Once you reach the line containing "let prices = price_series(&[1.0, 2.0]);" in the data below, restate each line word for word up to and including the one containing "let prices = price_series(&wavy_prices(n, 0.0));".

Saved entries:
------------

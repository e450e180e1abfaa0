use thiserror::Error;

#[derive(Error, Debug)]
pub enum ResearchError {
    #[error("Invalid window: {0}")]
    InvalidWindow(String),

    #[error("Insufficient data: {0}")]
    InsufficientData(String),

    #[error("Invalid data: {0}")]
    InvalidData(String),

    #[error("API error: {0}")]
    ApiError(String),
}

------------

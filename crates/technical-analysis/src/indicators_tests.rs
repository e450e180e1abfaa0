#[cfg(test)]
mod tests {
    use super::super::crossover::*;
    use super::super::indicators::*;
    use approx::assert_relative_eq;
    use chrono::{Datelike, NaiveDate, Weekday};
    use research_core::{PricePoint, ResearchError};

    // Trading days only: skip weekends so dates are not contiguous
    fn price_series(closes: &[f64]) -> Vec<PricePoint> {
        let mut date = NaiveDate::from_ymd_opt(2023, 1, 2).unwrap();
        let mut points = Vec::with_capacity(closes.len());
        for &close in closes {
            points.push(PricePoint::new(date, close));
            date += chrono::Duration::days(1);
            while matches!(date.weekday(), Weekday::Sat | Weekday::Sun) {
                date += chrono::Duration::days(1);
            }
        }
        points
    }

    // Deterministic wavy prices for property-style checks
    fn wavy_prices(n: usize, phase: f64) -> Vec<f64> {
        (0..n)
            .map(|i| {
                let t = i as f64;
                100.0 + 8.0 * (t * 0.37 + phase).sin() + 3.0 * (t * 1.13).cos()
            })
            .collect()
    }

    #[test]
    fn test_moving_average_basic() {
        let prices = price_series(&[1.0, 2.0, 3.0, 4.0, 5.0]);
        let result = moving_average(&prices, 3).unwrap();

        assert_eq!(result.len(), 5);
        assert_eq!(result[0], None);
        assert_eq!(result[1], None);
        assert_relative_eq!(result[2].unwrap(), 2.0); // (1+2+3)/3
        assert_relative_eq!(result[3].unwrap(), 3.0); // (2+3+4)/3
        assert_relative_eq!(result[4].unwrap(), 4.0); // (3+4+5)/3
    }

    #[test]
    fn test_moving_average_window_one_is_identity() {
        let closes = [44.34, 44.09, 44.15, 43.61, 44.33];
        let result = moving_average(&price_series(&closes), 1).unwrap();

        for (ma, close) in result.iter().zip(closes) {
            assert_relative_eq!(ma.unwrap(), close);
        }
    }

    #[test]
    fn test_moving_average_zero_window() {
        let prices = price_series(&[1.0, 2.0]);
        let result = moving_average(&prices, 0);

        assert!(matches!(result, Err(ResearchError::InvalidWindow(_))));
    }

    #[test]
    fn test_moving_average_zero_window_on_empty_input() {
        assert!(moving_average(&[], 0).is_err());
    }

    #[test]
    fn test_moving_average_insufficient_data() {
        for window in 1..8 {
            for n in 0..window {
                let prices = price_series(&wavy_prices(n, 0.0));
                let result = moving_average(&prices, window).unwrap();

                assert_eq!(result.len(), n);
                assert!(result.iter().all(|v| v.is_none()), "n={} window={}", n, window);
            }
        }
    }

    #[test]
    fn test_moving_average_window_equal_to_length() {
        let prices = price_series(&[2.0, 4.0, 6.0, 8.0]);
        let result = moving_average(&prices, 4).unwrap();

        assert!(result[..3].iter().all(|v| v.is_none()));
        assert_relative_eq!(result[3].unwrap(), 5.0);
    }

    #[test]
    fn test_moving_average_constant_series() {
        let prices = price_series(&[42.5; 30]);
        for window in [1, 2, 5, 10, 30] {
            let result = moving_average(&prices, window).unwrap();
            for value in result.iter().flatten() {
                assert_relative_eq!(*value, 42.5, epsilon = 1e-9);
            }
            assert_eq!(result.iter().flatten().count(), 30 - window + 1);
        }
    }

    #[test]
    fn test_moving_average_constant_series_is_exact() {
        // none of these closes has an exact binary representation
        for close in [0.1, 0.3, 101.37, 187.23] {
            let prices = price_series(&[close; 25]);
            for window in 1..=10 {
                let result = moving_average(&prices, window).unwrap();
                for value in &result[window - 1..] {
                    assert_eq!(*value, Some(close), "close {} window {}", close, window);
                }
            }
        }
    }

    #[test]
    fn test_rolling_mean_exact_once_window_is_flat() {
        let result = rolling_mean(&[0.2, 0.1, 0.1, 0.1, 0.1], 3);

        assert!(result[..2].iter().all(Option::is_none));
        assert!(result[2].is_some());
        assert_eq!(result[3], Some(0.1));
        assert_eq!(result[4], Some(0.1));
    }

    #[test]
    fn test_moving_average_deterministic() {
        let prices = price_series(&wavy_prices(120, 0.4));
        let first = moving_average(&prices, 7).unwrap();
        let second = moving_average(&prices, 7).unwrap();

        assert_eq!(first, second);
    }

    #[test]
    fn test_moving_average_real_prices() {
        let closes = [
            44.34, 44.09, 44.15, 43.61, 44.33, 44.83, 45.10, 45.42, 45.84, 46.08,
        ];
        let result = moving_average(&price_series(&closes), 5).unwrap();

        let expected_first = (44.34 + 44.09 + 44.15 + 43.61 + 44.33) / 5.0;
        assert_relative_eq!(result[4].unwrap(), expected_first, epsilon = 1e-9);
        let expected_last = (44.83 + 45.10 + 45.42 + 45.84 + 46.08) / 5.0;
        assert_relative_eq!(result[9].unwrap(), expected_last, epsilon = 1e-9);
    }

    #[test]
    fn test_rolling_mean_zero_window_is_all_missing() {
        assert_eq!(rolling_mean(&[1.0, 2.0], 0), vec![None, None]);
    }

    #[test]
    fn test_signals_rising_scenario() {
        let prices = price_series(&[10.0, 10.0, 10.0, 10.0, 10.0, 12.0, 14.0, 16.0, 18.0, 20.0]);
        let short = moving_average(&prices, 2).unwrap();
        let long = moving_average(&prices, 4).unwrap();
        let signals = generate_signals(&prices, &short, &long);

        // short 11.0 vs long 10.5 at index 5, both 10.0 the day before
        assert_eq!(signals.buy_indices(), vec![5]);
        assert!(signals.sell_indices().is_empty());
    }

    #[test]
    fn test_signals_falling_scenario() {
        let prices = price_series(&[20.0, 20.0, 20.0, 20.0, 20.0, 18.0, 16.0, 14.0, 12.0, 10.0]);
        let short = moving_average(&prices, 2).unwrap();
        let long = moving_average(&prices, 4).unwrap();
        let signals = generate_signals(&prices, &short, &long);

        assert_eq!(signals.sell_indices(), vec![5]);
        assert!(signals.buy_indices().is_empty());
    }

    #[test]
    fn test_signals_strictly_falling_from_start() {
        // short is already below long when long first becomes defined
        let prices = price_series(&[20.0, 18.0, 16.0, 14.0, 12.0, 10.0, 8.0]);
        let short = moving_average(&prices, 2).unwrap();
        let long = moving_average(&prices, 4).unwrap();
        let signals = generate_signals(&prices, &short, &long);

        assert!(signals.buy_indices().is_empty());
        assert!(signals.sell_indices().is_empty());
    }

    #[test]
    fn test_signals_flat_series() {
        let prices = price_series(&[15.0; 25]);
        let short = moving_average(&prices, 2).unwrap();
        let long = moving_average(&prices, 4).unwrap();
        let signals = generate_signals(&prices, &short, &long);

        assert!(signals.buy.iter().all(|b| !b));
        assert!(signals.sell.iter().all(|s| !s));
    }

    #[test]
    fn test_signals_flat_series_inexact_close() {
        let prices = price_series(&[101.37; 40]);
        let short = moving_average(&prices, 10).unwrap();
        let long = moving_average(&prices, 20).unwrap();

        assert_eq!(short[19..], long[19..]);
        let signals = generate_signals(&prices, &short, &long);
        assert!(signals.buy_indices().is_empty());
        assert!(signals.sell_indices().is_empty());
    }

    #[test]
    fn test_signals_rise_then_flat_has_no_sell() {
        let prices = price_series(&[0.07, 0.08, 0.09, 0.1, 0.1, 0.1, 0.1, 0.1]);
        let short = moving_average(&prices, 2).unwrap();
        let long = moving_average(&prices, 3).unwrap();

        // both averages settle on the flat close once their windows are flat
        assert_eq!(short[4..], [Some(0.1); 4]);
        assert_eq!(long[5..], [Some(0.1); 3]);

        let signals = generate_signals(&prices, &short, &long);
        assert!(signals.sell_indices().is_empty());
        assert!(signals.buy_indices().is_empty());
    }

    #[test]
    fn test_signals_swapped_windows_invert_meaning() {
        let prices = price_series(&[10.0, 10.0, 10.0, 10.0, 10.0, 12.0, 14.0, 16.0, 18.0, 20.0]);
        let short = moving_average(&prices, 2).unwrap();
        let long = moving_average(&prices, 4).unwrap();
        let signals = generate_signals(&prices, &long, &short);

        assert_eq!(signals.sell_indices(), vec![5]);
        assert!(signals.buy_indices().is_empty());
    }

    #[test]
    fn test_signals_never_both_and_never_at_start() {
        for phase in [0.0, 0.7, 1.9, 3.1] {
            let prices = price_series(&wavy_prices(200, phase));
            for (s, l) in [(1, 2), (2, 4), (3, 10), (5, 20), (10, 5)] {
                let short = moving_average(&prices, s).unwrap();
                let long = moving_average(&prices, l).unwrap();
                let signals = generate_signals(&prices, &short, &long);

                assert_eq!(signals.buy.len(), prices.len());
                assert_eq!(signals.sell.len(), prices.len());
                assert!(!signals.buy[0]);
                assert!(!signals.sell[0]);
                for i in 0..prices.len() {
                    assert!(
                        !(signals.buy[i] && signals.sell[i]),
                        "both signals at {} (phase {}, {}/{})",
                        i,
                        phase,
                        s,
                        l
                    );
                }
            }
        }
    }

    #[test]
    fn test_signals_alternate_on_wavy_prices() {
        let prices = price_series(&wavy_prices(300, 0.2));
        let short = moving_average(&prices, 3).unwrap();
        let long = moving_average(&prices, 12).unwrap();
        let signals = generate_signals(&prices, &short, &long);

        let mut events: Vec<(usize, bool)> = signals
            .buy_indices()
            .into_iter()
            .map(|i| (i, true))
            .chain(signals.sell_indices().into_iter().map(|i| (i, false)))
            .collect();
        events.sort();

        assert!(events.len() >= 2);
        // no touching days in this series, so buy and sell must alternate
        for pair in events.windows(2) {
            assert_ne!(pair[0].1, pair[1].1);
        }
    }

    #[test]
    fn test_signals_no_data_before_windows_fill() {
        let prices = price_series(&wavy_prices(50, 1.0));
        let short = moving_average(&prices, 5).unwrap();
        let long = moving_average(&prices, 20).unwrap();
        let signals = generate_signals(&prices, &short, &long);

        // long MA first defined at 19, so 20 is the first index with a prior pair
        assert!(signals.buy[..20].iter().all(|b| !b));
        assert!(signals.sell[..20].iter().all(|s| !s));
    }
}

------------

▶ **TASK ANSWER**
        let prices = price_series(&[1.0, 2.0]);
        let result = moving_average(&prices, 0);

        assert!(matches!(result, Err(ResearchError::InvalidWindow(_))));
    }

    #[test]
    fn test_moving_average_zero_window_on_empty_input() {
        assert!(moving_average(&[], 0).is_err());
    }

    #[test]
    fn test_moving_average_insufficient_data() {
        for window in 1..8 {
            for n in 0..window {
                let prices = price_series(&wavy_prices(n, 0.0));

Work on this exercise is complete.